Second are the general citizens, who accept that more needs to be done about climate change, but are concerned about the possible effect on their cost of living, thus making them vulnerable to scare campaigns.
Third is the general business community, which is only weakly engaged in the public debate because it doesn't see climate change as a core concern. But it accepts that something must be done and sees an effective government response as a sign of commitment to reform and good government.
Fourth are emissions-intensive industries, which now seem to have accepted some form of emissions reduction policy is inevitable, but are focused on minimising the financial impacts on major emitters. The success of their lobbying resulted in the Rudd government's emissions trading scheme granting them many free emission permits and much permit revenue.
While some of these businesses would be happy to see policy action delayed, more of them want to reduce the effect of uncertainty about policy on electricity generators' decisions on new investments. The present hiatus creates a risk of disruption in electricity supply over coming years.
How could you come up with an arrangement that offered enough to each of those groups to achieve their support for action? Jotzo thinks the key to it is the leeway provided by a little-understood feature of the Rudd government's scheme, or any other plausible scheme.

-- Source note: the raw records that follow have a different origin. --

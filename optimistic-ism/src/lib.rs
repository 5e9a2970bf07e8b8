//! Optimistic interchain security.
//!
//! This crate contains the optimistic verification gate: a security module
//! that delegates message verification to a pluggable submodule immediately,
//! while a committee of watchers has a fraud window to flag that submodule
//! as compromised. Once flagged, the owner rotates the gate to a new
//! submodule.
//!
//! A message passes through the gate in two steps: [`OptimisticIsm::pre_verify`]
//! checks the message against the active submodule and records a proposal,
//! and [`OptimisticIsm::verify`] renders the final decision once the fraud
//! window has elapsed.

#![warn(missing_docs)]
#![warn(unused_extern_crates)]
#![forbid(unsafe_code)]

/// Gate settings
pub mod config;

/// Error types for the optimistic gate
pub mod error;

/// The optimistic verification gate
pub mod gate;

/// Capability seams consumed by the gate
pub mod traits;

/// Shared types
pub mod types;

/// Utilities to match on-chain hashing
pub mod utils;

/// Testing utilities
pub mod test_utils;

pub use config::OptimisticIsmConfig;
pub use error::{IsmResult, OptimisticIsmError};
pub use gate::OptimisticIsm;
pub use traits::{Clock, InterchainSecurityModule, SystemClock};
pub use types::{ModuleType, Verification};

pub use primitive_types::H256;
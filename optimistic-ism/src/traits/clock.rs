use std::fmt::Debug;
use std::time::{SystemTime, UNIX_EPOCH};

use auto_impl::auto_impl;

/// A monotonically non-decreasing source of unix timestamps, shared by
/// every gate operation.
#[auto_impl(&, Box, Arc)]
pub trait Clock: Send + Sync + Debug {
    /// Current unix time in seconds.
    fn now(&self) -> u64;
}

/// Wall-clock time.
#[derive(Debug, Clone, Copy, Default)]
pub struct SystemClock;

impl Clock for SystemClock {
    fn now(&self) -> u64 {
        SystemTime::now()
            .duration_since(UNIX_EPOCH)
            .map(|d| d.as_secs())
            .unwrap_or(0)
    }
}
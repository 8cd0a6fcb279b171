// SPDX-FileCopyrightText: 2026 Zapdesk Contributors
// SPDX-License-Identifier: MIT OR Apache-2.0

//! SQLite persistence layer for zapdesk.
//!
//! Provides WAL-mode SQLite storage with embedded migrations, a single-writer
//! concurrency model via `tokio-rusqlite`, and typed CRUD operations for
//! connections, contacts, conversations, messages and campaigns.

pub mod adapter;
pub mod database;
pub mod migrations;
pub mod models;
pub mod queries;

pub use adapter::SqliteStore;
pub use database::Database;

Australia is a relatively small open economy whose carbon reduction scheme would be part of a global collection of national schemes which, collectively, would significantly reduce global emissions. It's the level of global emissions, not the efforts of any particular small country, which influences climate change.

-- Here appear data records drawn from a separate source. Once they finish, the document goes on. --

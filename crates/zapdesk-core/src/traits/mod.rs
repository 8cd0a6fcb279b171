// SPDX-FileCopyrightText: 2026 Zapdesk Contributors
// SPDX-License-Identifier: MIT OR Apache-2.0

//! Adapter trait definitions.
//!
//! Long-lived backends extend the [`PluginAdapter`] base trait and use
//! `#[async_trait]` for dynamic dispatch compatibility.

pub mod adapter;
pub mod automation;
pub mod blob;
pub mod gateway;
pub mod store;
pub mod webhook;

pub use adapter::PluginAdapter;
pub use automation::{FlowTrigger, FlowTriggerRequest, NoopFlowTrigger};
pub use blob::BlobStore;
pub use gateway::{GatewayClient, InstanceState, LiveContact, RemoteInstance};
pub use store::{CrmStore, MergeSummary, ReceiptOutcome};
pub use webhook::WebhookAdapter;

Because the problem and the solution are global, the Kyoto Protocol and, no doubt, its eventual successor provide for the trading of emission permits between countries. This helps to minimise the economic cost of reducing emissions by allowing emissions to be reduced in those parts of the world where the cost of doing so is lowest.
If it's more expensive for me to reduce my emissions than it is for you to reduce yours, let me meet my obligation by paying you to reduce yours on my behalf.

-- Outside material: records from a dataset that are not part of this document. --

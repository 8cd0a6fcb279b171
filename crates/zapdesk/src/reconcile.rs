// SPDX-FileCopyrightText: 2026 Zapdesk Contributors
// SPDX-License-Identifier: MIT OR Apache-2.0

//! `zapdesk reconcile` runs the duplicate-contact maintenance job once.

use std::sync::Arc;

use zapdesk_config::ZapdeskConfig;
use zapdesk_core::{CrmStore, PluginAdapter, ZapdeskError};
use zapdesk_engine::{DuplicateContactReconciler, gateway_clients_from_config};
use zapdesk_storage::SqliteStore;
use tracing::info;

pub async fn run_reconcile(config: ZapdeskConfig) -> Result<(), ZapdeskError> {
    let storage = Arc::new(SqliteStore::new(config.storage.clone()));
    storage.initialize().await?;

    let clients = gateway_clients_from_config(&config)?;
    let store: Arc<dyn CrmStore> = storage.clone();
    let report = DuplicateContactReconciler::new(store, clients).run().await?;
    info!(
        merged = report.merged,
        updated = report.updated,
        failed = report.failed,
        "reconciliation finished"
    );

    let json = serde_json::to_string_pretty(&report)
        .map_err(|e| ZapdeskError::Internal(format!("failed to render report: {e}")))?;
    println!("{json}");

    storage.shutdown().await
}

Under the Rudd government's scheme it was always intended that Australian producers who needed permits to cover their emissions would be free to meet their obligations by purchasing emissions permits from overseas. This means the international price of emissions permits would set a ceiling for the market price of permits in our scheme.
It also means that, until the domestic price of permits reaches the international price, the domestic price and the rate at which it's set to rise can be detached from the achievement of the target for Australia's contribution to the reduction in global emissions.
Should the reduction in domestic emissions fall short of the target, the government can simply buy sufficient overseas permits to ensure the target is met. This decoupling allows us to phase in the carbon price - thus making it easier for firms and households to adjust to it - while still setting and achieving an ambitious target.
And this allows Jotzo to propose a strategy that "has the potential to deliver a worthwhile long-run policy outcome while working within the major concerns and interests of the four interest groups".
The strategy builds on last month's agreement between the government and the Greens to set a government-determined carbon price from next July, with provision to shift to a trading-determined price over the medium to long term as international uncertainties are resolved.
The first step is to ensure that, wherever the initial carbon price is set, it should be increased over time so that the price in the medium term (from 2015 to 2020) is high enough to create confidence that Australia's domestic emissions will begin to trend downwards within the next few years.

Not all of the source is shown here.